## [INSTRUCTIONS FOR THE TASK]
Write each line exactly, from the line that holds "repository 116add1d6e8730c5" through the final line of the material, and no other line.
++++++++++++++++++++
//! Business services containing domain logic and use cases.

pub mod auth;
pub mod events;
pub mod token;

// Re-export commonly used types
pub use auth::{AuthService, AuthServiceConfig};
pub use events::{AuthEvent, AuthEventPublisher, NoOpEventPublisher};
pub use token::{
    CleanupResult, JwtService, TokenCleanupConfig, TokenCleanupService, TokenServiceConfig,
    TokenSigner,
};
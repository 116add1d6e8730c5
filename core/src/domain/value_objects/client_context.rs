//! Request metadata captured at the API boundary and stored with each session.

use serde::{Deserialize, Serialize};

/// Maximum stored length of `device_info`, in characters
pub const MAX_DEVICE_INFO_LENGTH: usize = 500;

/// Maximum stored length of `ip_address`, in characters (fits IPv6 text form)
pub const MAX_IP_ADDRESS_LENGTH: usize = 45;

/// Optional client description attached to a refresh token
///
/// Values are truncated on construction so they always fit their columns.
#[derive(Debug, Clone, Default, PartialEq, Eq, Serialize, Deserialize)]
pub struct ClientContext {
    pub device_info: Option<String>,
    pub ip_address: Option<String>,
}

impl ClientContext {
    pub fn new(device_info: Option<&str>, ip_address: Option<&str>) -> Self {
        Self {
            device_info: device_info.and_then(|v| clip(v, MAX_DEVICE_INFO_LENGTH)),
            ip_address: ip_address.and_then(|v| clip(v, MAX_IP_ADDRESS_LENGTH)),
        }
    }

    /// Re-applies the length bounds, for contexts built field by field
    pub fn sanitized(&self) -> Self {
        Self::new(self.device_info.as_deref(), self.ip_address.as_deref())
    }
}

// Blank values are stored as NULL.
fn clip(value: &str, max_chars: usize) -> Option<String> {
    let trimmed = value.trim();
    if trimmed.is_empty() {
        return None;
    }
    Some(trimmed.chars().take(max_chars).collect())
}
++++++++++++++++++++
## [YOUR SOLUTION]
repository 116add1d6e8730c5
filename core/src/domain/value_objects/client_context.rs
//! Request metadata captured at the API boundary and stored with each session.

use serde::{Deserialize, Serialize};

/// Maximum stored length of `device_info`, in characters
pub const MAX_DEVICE_INFO_LENGTH: usize = 500;

/// Maximum stored length of `ip_address`, in characters (fits IPv6 text form)
pub const MAX_IP_ADDRESS_LENGTH: usize = 45;

/// Optional client description attached to a refresh token
///
/// Values are truncated on construction so they always fit their columns.
#[derive(Debug, Clone, Default, PartialEq, Eq, Serialize, Deserialize)]
pub struct ClientContext {
    pub device_info: Option<String>,
    pub ip_address: Option<String>,
}

impl ClientContext {
    pub fn new(device_info: Option<&str>, ip_address: Option<&str>) -> Self {
        Self {
            device_info: device_info.and_then(|v| clip(v, MAX_DEVICE_INFO_LENGTH)),
            ip_address: ip_address.and_then(|v| clip(v, MAX_IP_ADDRESS_LENGTH)),
        }
    }

    /// Re-applies the length bounds, for contexts built field by field
    pub fn sanitized(&self) -> Self {
        Self::new(self.device_info.as_deref(), self.ip_address.as_deref())
    }
}

// Blank values are stored as NULL.
fn clip(value: &str, max_chars: usize) -> Option<String> {
    let trimmed = value.trim();
    if trimmed.is_empty() {
        return None;
    }
    Some(trimmed.chars().take(max_chars).collect())
}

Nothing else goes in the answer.